Watch the segment of “Breathless” featuring LSA on Dateline NBC
LSA Family Health Service on Dateline’s ‘Breathless,’ Exposing the Link Between Poverty and Asthma.
EAST HARLEM (January 5th, 2014) — Dateline NBC has completed a special report, “Breathless” that investigates the link between poverty and asthma and following two families whose children suffer from asthma because of mold, leaks and deteriorating walls that have been neglected by NYCHA, New York City’s public housing authority. Ray Lopez, the Director of Environmental Health and Family Asthma at LSA Family Health Service (the “Little Sisters”), a nonprofit in East Harlem, is featured playing a key role in identifying the causes and triggers of asthma in the families’ apartmenst, particularly mold. The program will air on Sunday, January 5th, 2014 at 7 pm nationwide (For a sneak preview go to bit.ly/NBClsa).
Children ages 5-18 living in the poorest neighborhoods, like East Harlem, the South Bronx and the Lower East Side, suffer from asthma rates exceeding 18%—twice the NYC and US averages. Participants in LSA’s program show a 64% reduction in emergency room visits and 45% reduction in missed school days.
“LSA has been focused on the asthma issue in poor neighborhoods for over a decade,” explained Ray Lopez. We’ve been working hands-on with families at home to eliminate mold, pests and toxins so they can breathe again.” He added, “Having our program featured on Dateline validates our work and gives this largely unrecognized public health crisis the attention it deserves. I am hopeful that because of Dateline’s Breathless we will be able to have an even greater impact on the lives of those suffering with asthma.”

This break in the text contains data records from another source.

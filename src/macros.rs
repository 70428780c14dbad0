//! Utility macros for the lexer.
//!
//! - `MK_TOKEN!` - Creates a Token instance

/// Creates a Token instance.
///
/// # Arguments
///
/// * `$kind` - The TokenKind
/// * `$value` - The token's string value
/// * `$position` - The line and column of the token's first character
///
/// # Example
///
/// ```ignore
/// let token = MK_TOKEN!(TokenKind::Integer, "42".to_string(), position);
/// ```
#[macro_export]
macro_rules! MK_TOKEN {
    ($kind:expr, $value:expr, $position:expr) => {
        Token {
            kind: $kind,
            value: $value,
            position: $position,
        }
    };
}
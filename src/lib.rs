#![allow(clippy::module_inception)]

use std::{fmt::Display, io::Write};

use crate::errors::errors::{Error, ErrorTip};

pub mod errors;
pub mod lexer;
pub mod macros;
pub mod repl;

#[derive(Debug, Clone, Copy, PartialEq, Eq, Hash, PartialOrd, Ord)]
pub struct Position {
    pub line: u32,
    pub column: u32,
}

impl Position {
    pub fn new(line: u32, column: u32) -> Self {
        Position { line, column }
    }

    /// Placeholder for errors with no source location.
    pub fn null() -> Self {
        Position { line: 0, column: 0 }
    }
}

impl Display for Position {
    fn fmt(&self, f: &mut std::fmt::Formatter<'_>) -> std::fmt::Result {
        write!(f, "{}:{}", self.line, self.column)
    }
}

/// Returns the text of the 1-based `line` of `content`, without its terminator.
pub fn get_line_at_position(content: &str, line: u32) -> Option<&str> {
    if line == 0 {
        return None;
    }

    content
        .split('\n')
        .nth((line - 1) as usize)
        .map(|text| text.strip_suffix('\r').unwrap_or(text))
}


pub fn display_error(error: &Error, source: &str, out: &mut impl Write) -> std::io::Result<()> {
    /*
        Error: IllegalToken (...)
           |
         1 | let a = #;
           | --------^
    */

    let position = error.get_position();

    if let ErrorTip::None = error.get_tip() {
        writeln!(out, "Error: {}", error.get_error_name())?;
    } else {
        writeln!(out, "Error: {} ({})", error.get_error_name(), error.get_tip())?;
    }

    let Some(line_text) = get_line_at_position(source, position.line) else {
        return Ok(());
    };

    let line_string = position.line.to_string();
    let padding = line_string.len() + 2;

    writeln!(out, "{:>padding$}", "|")?;

    let (line_text_removed, removed_whitespace) = remove_starting_whitespace(line_text);
    writeln!(out, "{} | {}", line_string, line_text_removed.trim_end())?;

    let arrows = (position.column as usize).saturating_sub(removed_whitespace).max(1);

    writeln!(out, "{:>padding$} {:->arrows$}", "|", "^")
}

fn remove_starting_whitespace(string: &str) -> (&str, usize) {
    let start = string
        .bytes()
        .take_while(|ch| *ch == b' ' || *ch == b'\t')
        .count();

    (&string[start..], start)
}
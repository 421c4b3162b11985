//! Domain queries on top of [`Client`].
//!
//! These only build paths and pick the response shape. Retries happen in the
//! transport, and errors come back unchanged.

use crate::{
    models::{Connection, ConnectionsResponse, Quote, QuotesResponse},
    Client, Result,
};

/// Path of the connection graphs of a season.
pub fn connections_path(season: i64) -> String {
    format!("/season/{}/format/connections", season)
}

/// Path of the quotes of a season, or of one episode when `episode > 0`.
pub fn quotes_path(season: i64, episode: i64) -> String {
    if episode > 0 {
        format!("/season/{}/episode/{}", season, episode)
    } else {
        format!("/season/{}/format/quotes", season)
    }
}

impl Client {
    /// Fetches the character connections of every episode in `season`.
    ///
    /// `season` is not validated here.
    ///
    /// ```no_run
    /// # async fn example() -> Result<(), theoffice::Error> {
    /// let client = theoffice::Client::builder().build()?;
    /// let season = client.get_connections(2).await?;
    /// # Ok(())
    /// # }
    /// ```
    pub async fn get_connections(&self, season: i64) -> Result<ConnectionsResponse> {
        let response = self
            .get::<Option<Vec<Connection>>>(connections_path(season))
            .await?;
        Ok(ConnectionsResponse {
            connections: response.into_inner().unwrap_or_default(),
        })
    }

    /// Fetches the quotes of `season`, limited to one episode when `episode > 0`.
    ///
    /// An `episode` of zero or less means no episode filter. A `null` body
    /// decodes as no quotes.
    pub async fn get_quotes(&self, season: i64, episode: i64) -> Result<QuotesResponse> {
        let response = self
            .get::<Option<Vec<Quote>>>(quotes_path(season, episode))
            .await?;
        Ok(QuotesResponse {
            quotes: response.into_inner().unwrap_or_default(),
        })
    }
}

#[cfg(test)]
mod tests {
    use super::*;

    #[test]
    fn test_connections_path() {
        assert_eq!(connections_path(1), "/season/1/format/connections");
        assert_eq!(connections_path(9), "/season/9/format/connections");
    }

    #[test]
    fn test_quotes_path_by_episode() {
        assert_eq!(quotes_path(1, 0), "/season/1/format/quotes");
        assert_eq!(quotes_path(4, -2), "/season/4/format/quotes");
        assert_eq!(quotes_path(3, 7), "/season/3/episode/7");
    }
}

Dateline’s Lester Holt follows Javier Sepulveda, a client in LSA’s program, who learns, thanks to home visits made by Ray Lopez and his team of community health workers, that his daughter’s asthma is caused by roach infestations and rampant mold in his bathroom.
Ray Lopez and his Environmental Health team have been working with the poorest families in disadvantaged neighborhoods for over a decade, making assessments and showing families how they can remediate unhealthful conditions. LSA’s skilled nurses also make home visits to treat and manage the asthma symptoms— together literally changing the lives of children whose health has been seriously undermined by asthma.
Javier Sepulveda ultimately chooses to challenge NYCHA in court, holding them responsible for making repairs and removing mold, as well as the sources of moisture that cause it on behalf of other families in public housing. But LSA is always on hand to help him and other families mitigate triggers when landlords won’t
Lopez, who was named Urban Health Champion last may by the New York Academy of Medicine also played a key role in Javier’s suit against NYCHA as a member of the community group Manhattan Together. The suit charged the agency with violating the rights of asthma suffers under the Americans with Disabilities Act. NYCHA settled the suit in December 2012, agreeing to rewrite their mold policy and set forth a system of expediting repairs that impact indoor air, including mold and leaks.
Mr. Lopez has brought his expertise in mitigating asthma triggers (in both private and public housing) to a HUD-funded, 3-year research project, CAHR, with the New York Academy of Medicine, to study the impact improved indoor air quality has on asthma and health. Preliminary findings support that mold and indoor contaminants like pests and crumbling walls exacerbate asthma.